Vanaf het einde van de dertiende eeuw dus wordt het Nederlands in steeds toenemende mate gebruikt in de Brusselse stadsadministratie en dit zou eigenlijk zo blijven tot het einde van het Ancien Régime en de Franse bezetting (1794). Zelf hebben wij een systematisch onderzoek ingesteld naar het taalgebruik in de oorkonden die werden overgeschreven in de Brusselse privilegieboeken en cartularia. Hieruit bleek dat in de door ons onderzochte periode (gaande tot 1500) nog geen 5% van deze teksten Franstalig zijn. Daarbij komt dan nog dat deze uiterst zeldzame Franstalige stukken meestal betrekking hebben op buitenlandse vorstendommen. En eigenlijk is het niet zo verwonderlijk dat een verbond tussen Brabant en de Luikse steden (1347) en een scheidsrechterlijke uitspraak van de graaf van Henegouwen (1357) in een internationaal konflikt in het Frans gesteld werden. Het wekt anderzijds evenmin verbazing dat de overeenkomst (1306) tussen hertog Jan II van Brabant en de aartsbisschop van Keulen in het Duits opgetekend werd.
Het Nederlandse karakter van Brussel blijkt niet alleen uit het gebruik van deze taal in de stadsrekeningen maar ook uit de namen die de Brusselse ambtenaren aan de stedelijke priveligie-boeken gaven: Boeck metten Hare (XIVe eeuw), Coren van Brusele (XIVe eeuw), Boeck mette Ketinck (XIVe eeuw), Groodt Boeck mette Knoopen ab anno 1372 tot 1498, Het Swertboeck ab anno 1602 tot 1617 en de talloze andere Nederlandse bescheiden uit het Brussels stadsarchief.
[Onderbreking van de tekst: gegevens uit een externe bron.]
#[cfg(all(target_arch = "wasm32", feature = "csr"))]
fn main() {
    site::mount();
}

/// Native builds list the catalog; the panels only run in a browser.
#[cfg(not(target_arch = "wasm32"))]
fn main() {
    println!("Browser hook panels (select one with ?{}=<slug>):", site::PANEL_KEY);
    for entry in site::CATALOG {
        println!("  {:<10} {:<52} {}", entry.slug, entry.hooks, entry.summary);
    }
}
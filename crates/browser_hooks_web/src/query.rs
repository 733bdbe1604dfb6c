//! `location` / `history` query backend.

use browser_hooks_core::{HookError, QueryParamBackend};

#[cfg(target_arch = "wasm32")]
use browser_hooks_core::render_search;
#[cfg(target_arch = "wasm32")]
use wasm_bindgen::JsValue;

#[derive(Debug, Clone, Copy, Default)]
/// Query backend reading `location.search` and writing with `history.replaceState`.
///
/// Path and fragment are preserved on every write, and no navigation or scroll happens.
pub struct WebQueryBackend;

impl QueryParamBackend for WebQueryBackend {
    fn current_search(&self) -> String {
        #[cfg(target_arch = "wasm32")]
        {
            web_sys::window()
                .and_then(|window| window.location().search().ok())
                .unwrap_or_default()
        }

        #[cfg(not(target_arch = "wasm32"))]
        {
            String::new()
        }
    }

    fn replace_search(&self, search: &str) -> Result<(), HookError> {
        #[cfg(target_arch = "wasm32")]
        {
            let window = web_sys::window().ok_or(HookError::Unavailable("window"))?;
            let location = window.location();
            let pathname = location.pathname().map_err(crate::js_error)?;
            let hash = location.hash().unwrap_or_default();
            let url = format!("{pathname}{}{hash}", render_search(search));
            window
                .history()
                .map_err(crate::js_error)?
                .replace_state_with_url(&JsValue::NULL, "", Some(&url))
                .map_err(crate::js_error)?;
            return Ok(());
        }

        #[cfg(not(target_arch = "wasm32"))]
        {
            let _ = search;
            Err(HookError::Unavailable("history"))
        }
    }
}

#[cfg(all(test, not(target_arch = "wasm32")))]
mod tests {
    use browser_hooks_core::read_query_params;
    use pretty_assertions::assert_eq;

    use super::*;

    #[test]
    fn native_backend_reads_empty_and_rejects_writes() {
        let params = read_query_params(&WebQueryBackend, &["tab"]);
        assert_eq!(params.get("tab"), Some(&None));
        assert!(matches!(
            WebQueryBackend.replace_search("tab=1"),
            Err(HookError::Unavailable("history"))
        ));
    }
}
//! Wall-clock snapshots and the interval ticker behind the clock hook.

use std::{
    cell::{Cell, RefCell},
    fmt,
    rc::Rc,
    time::Duration,
};

use serde::{Deserialize, Serialize};

use crate::{Scheduler, Subscription};

/// Tick interval used when the caller does not pick one.
pub const DEFAULT_CLOCK_INTERVAL: Duration = Duration::from_secs(1);

#[derive(Debug, Clone, Copy, PartialEq, Eq, Serialize, Deserialize)]
#[serde(default)]
/// Clock hook configuration.
pub struct ClockOptions {
    /// Tick interval.
    #[serde(with = "duration_ms")]
    pub interval: Duration,
    /// Refresh once immediately whenever ticking (re)starts.
    pub immediate: bool,
    /// Stop ticking while the document is hidden.
    pub pause_when_hidden: bool,
}

impl Default for ClockOptions {
    fn default() -> Self {
        Self {
            interval: DEFAULT_CLOCK_INTERVAL,
            immediate: false,
            pause_when_hidden: true,
        }
    }
}

mod duration_ms {
    use std::time::Duration;

    use serde::{Deserialize, Deserializer, Serializer};

    pub fn serialize<S: Serializer>(value: &Duration, serializer: S) -> Result<S::Ok, S::Error> {
        serializer.serialize_u64(value.as_millis() as u64)
    }

    pub fn deserialize<'de, D: Deserializer<'de>>(deserializer: D) -> Result<Duration, D::Error> {
        u64::deserialize(deserializer).map(Duration::from_millis)
    }
}

#[derive(Debug, Clone, Copy, PartialEq, Eq, Serialize, Deserialize)]
/// Local wall-clock reading.
pub struct ClockSnapshot {
    /// Full year.
    pub year: u32,
    /// Month, 1-based.
    pub month: u32,
    /// Day of month, 1-based.
    pub day: u32,
    /// Hour, 0-23.
    pub hour: u32,
    /// Minute, 0-59.
    pub minute: u32,
    /// Second, 0-59.
    pub second: u32,
}

impl Default for ClockSnapshot {
    fn default() -> Self {
        Self {
            year: 1970,
            month: 1,
            day: 1,
            hour: 0,
            minute: 0,
            second: 0,
        }
    }
}

impl ClockSnapshot {
    /// Reads the local time. Non-wasm targets report the unix epoch.
    pub fn now() -> Self {
        #[cfg(target_arch = "wasm32")]
        {
            let date = js_sys::Date::new_0();
            Self {
                year: date.get_full_year(),
                month: date.get_month() + 1,
                day: date.get_date(),
                hour: date.get_hours(),
                minute: date.get_minutes(),
                second: date.get_seconds(),
            }
        }

        #[cfg(not(target_arch = "wasm32"))]
        {
            Self::default()
        }
    }

    /// Formats the time of day as `HH:MM` or `HH:MM:SS`, on a 24- or 12-hour clock.
    pub fn format_time(&self, use_24_hour: bool, with_seconds: bool) -> String {
        let (hour, suffix) = if use_24_hour {
            (self.hour, "")
        } else {
            let hour = match self.hour % 12 {
                0 => 12,
                hour => hour,
            };
            (hour, if self.hour < 12 { " AM" } else { " PM" })
        };
        if with_seconds {
            format!("{hour:02}:{:02}:{:02}{suffix}", self.minute, self.second)
        } else {
            format!("{hour:02}:{:02}{suffix}", self.minute)
        }
    }

    /// Formats the date as `YYYY-MM-DD`.
    pub fn format_date(&self) -> String {
        format!("{:04}-{:02}-{:02}", self.year, self.month, self.day)
    }
}

struct TickerInner {
    scheduler: Rc<dyn Scheduler>,
    options: ClockOptions,
    tick: Rc<dyn Fn()>,
    timer: RefCell<Option<Subscription>>,
    running: Cell<bool>,
    disposed: Cell<bool>,
}

impl TickerInner {
    fn arm(self: &Rc<Self>) {
        let weak = Rc::downgrade(self);
        let timer = self.scheduler.set_timeout(
            self.options.interval,
            Box::new(move || {
                let Some(inner) = weak.upgrade() else {
                    return;
                };
                if let Some(fired) = inner.timer.borrow_mut().take() {
                    fired.release();
                }
                if !inner.running.get() {
                    return;
                }
                inner.arm();
                (inner.tick)();
            }),
        );
        *self.timer.borrow_mut() = timer.ok();
    }
}

/// Repeating ticker calling `tick` every [`ClockOptions::interval`].
///
/// Ticking is built from chained one-shot timers, so it may drift under load the same way
/// browser intervals do.
pub struct ClockTicker {
    inner: Rc<TickerInner>,
}

impl ClockTicker {
    /// Creates a ticker and starts it.
    pub fn new(
        scheduler: Rc<dyn Scheduler>,
        options: ClockOptions,
        tick: impl Fn() + 'static,
    ) -> Self {
        let ticker = Self {
            inner: Rc::new(TickerInner {
                scheduler,
                options,
                tick: Rc::new(tick),
                timer: RefCell::new(None),
                running: Cell::new(false),
                disposed: Cell::new(false),
            }),
        };
        ticker.start();
        ticker
    }

    /// Returns the configured options.
    pub fn options(&self) -> ClockOptions {
        self.inner.options
    }

    /// Returns whether ticking is active.
    pub fn is_running(&self) -> bool {
        self.inner.running.get()
    }

    /// Starts ticking; refreshes immediately first when [`ClockOptions::immediate`] is set.
    pub fn start(&self) {
        let inner = &self.inner;
        if inner.disposed.get() || inner.running.get() {
            return;
        }
        inner.running.set(true);
        inner.arm();
        if inner.options.immediate {
            (inner.tick)();
        }
    }

    /// Stops ticking.
    pub fn stop(&self) {
        self.inner.running.set(false);
        let timer = self.inner.timer.borrow_mut().take();
        drop(timer);
    }

    /// Applies a document visibility change. Ignored unless pausing while hidden.
    pub fn visibility_changed(&self, visible: bool) {
        if !self.inner.options.pause_when_hidden {
            return;
        }
        self.stop();
        if visible {
            self.start();
        }
    }

    /// Stops ticking for good. Safe to repeat.
    pub fn dispose(&self) {
        self.inner.disposed.set(true);
        self.stop();
    }
}

impl Clone for ClockTicker {
    fn clone(&self) -> Self {
        Self {
            inner: self.inner.clone(),
        }
    }
}

impl fmt::Debug for ClockTicker {
    fn fmt(&self, f: &mut fmt::Formatter<'_>) -> fmt::Result {
        f.debug_struct("ClockTicker")
            .field("options", &self.inner.options)
            .field("running", &self.is_running())
            .finish()
    }
}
In dit verband kunnen wij louter als voorbeeld verwijzen naar de volgende archiefstukken. In de Costuymen der stadt Brussel (1607) staan wetteksten opgetekend, terwijl men in de Binnenrolle (1695-1794) de processen vindt die voor de Brusselse schepenen gevoerd werden. Ook de, voor de stadsoverheid opgestelde, stukken betreffende de wezen-, armen- en ziekenzorg werden tot het eind der achttiende eeuw in het Nederlands gesteld. In deze taal leggen trouwens de | |
[pagina 774]
| |
ambtenaren hun eed af, wanneer zij in dienst treden terwijl de hertog zijnerzijds bij zijn Blijde Incomste in het Nederlands zweert de privileges der Brusselaars te eerbiedigen.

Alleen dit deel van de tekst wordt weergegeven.